__SOURCE INFORMATION__
* * *

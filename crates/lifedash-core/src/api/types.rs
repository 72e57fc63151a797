//! Response types for the dashboard API.

use chrono::{DateTime, Utc};
use serde::{Deserialize, Serialize};

use crate::timer::PomodoroSessionRecord;

/// One page of session history, plus the server-computed streak.
#[derive(Debug, Clone, Serialize, Deserialize)]
#[serde(rename_all = "camelCase")]
pub struct SessionPage {
    pub items: Vec<PomodoroSessionRecord>,
    pub total: u64,
    pub has_more: bool,
    #[serde(default)]
    pub streak_count: u32,
}

/// `GET /pomodoro-streak`.
#[derive(Debug, Clone, Copy, Serialize, Deserialize)]
#[serde(rename_all = "camelCase")]
pub struct StreakSummary {
    pub streak_count: u32,
    pub has_completed_today: bool,
}

/// `GET /pomodoro-counts` aggregate session counts.
#[derive(Debug, Clone, Copy, Serialize, Deserialize)]
#[serde(rename_all = "camelCase")]
pub struct SessionCounts {
    pub today: u64,
    pub week: u64,
    pub total: u64,
}

/// `GET /pomodoro-ai-remaining` rate-limit state.
#[derive(Debug, Clone, Serialize, Deserialize)]
#[serde(rename_all = "camelCase")]
pub struct AiUsage {
    pub remaining_uses: u32,
    pub total_allowed: u32,
    #[serde(default)]
    pub reset_time: Option<DateTime<Utc>>,
}

/// Result of `POST /pomodoro-analysis`. The generation itself is opaque;
/// the server returns the text plus the updated remaining-uses counter.
#[derive(Debug, Clone, Serialize, Deserialize)]
#[serde(rename_all = "camelCase")]
pub struct AnalysisInsight {
    pub insight: String,
    #[serde(default)]
    pub remaining_uses: Option<u32>,
}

* * *

Reproduce all data above, unchanged.

filename crates/lifedash-core/src/api/types.rs
repository 72e57fc63151a797
//! Response types for the dashboard API.

use chrono::{DateTime, Utc};
use serde::{Deserialize, Serialize};

use crate::timer::PomodoroSessionRecord;

/// One page of session history, plus the server-computed streak.
#[derive(Debug, Clone, Serialize, Deserialize)]
#[serde(rename_all = "camelCase")]
pub struct SessionPage {
    pub items: Vec<PomodoroSessionRecord>,
    pub total: u64,
    pub has_more: bool,
    #[serde(default)]
    pub streak_count: u32,
}

/// `GET /pomodoro-streak`.
#[derive(Debug, Clone, Copy, Serialize, Deserialize)]
#[serde(rename_all = "camelCase")]
pub struct StreakSummary {
    pub streak_count: u32,
    pub has_completed_today: bool,
}

/// `GET /pomodoro-counts` aggregate session counts.
#[derive(Debug, Clone, Copy, Serialize, Deserialize)]
#[serde(rename_all = "camelCase")]
pub struct SessionCounts {
    pub today: u64,
    pub week: u64,
    pub total: u64,
}

/// `GET /pomodoro-ai-remaining` rate-limit state.
#[derive(Debug, Clone, Serialize, Deserialize)]
#[serde(rename_all = "camelCase")]
pub struct AiUsage {
    pub remaining_uses: u32,
    pub total_allowed: u32,
    #[serde(default)]
    pub reset_time: Option<DateTime<Utc>>,
}

/// Result of `POST /pomodoro-analysis`. The generation itself is opaque;
/// the server returns the text plus the updated remaining-uses counter.
#[derive(Debug, Clone, Serialize, Deserialize)]
#[serde(rename_all = "camelCase")]
pub struct AnalysisInsight {
    pub insight: String,
    #[serde(default)]
    pub remaining_uses: Option<u32>,
}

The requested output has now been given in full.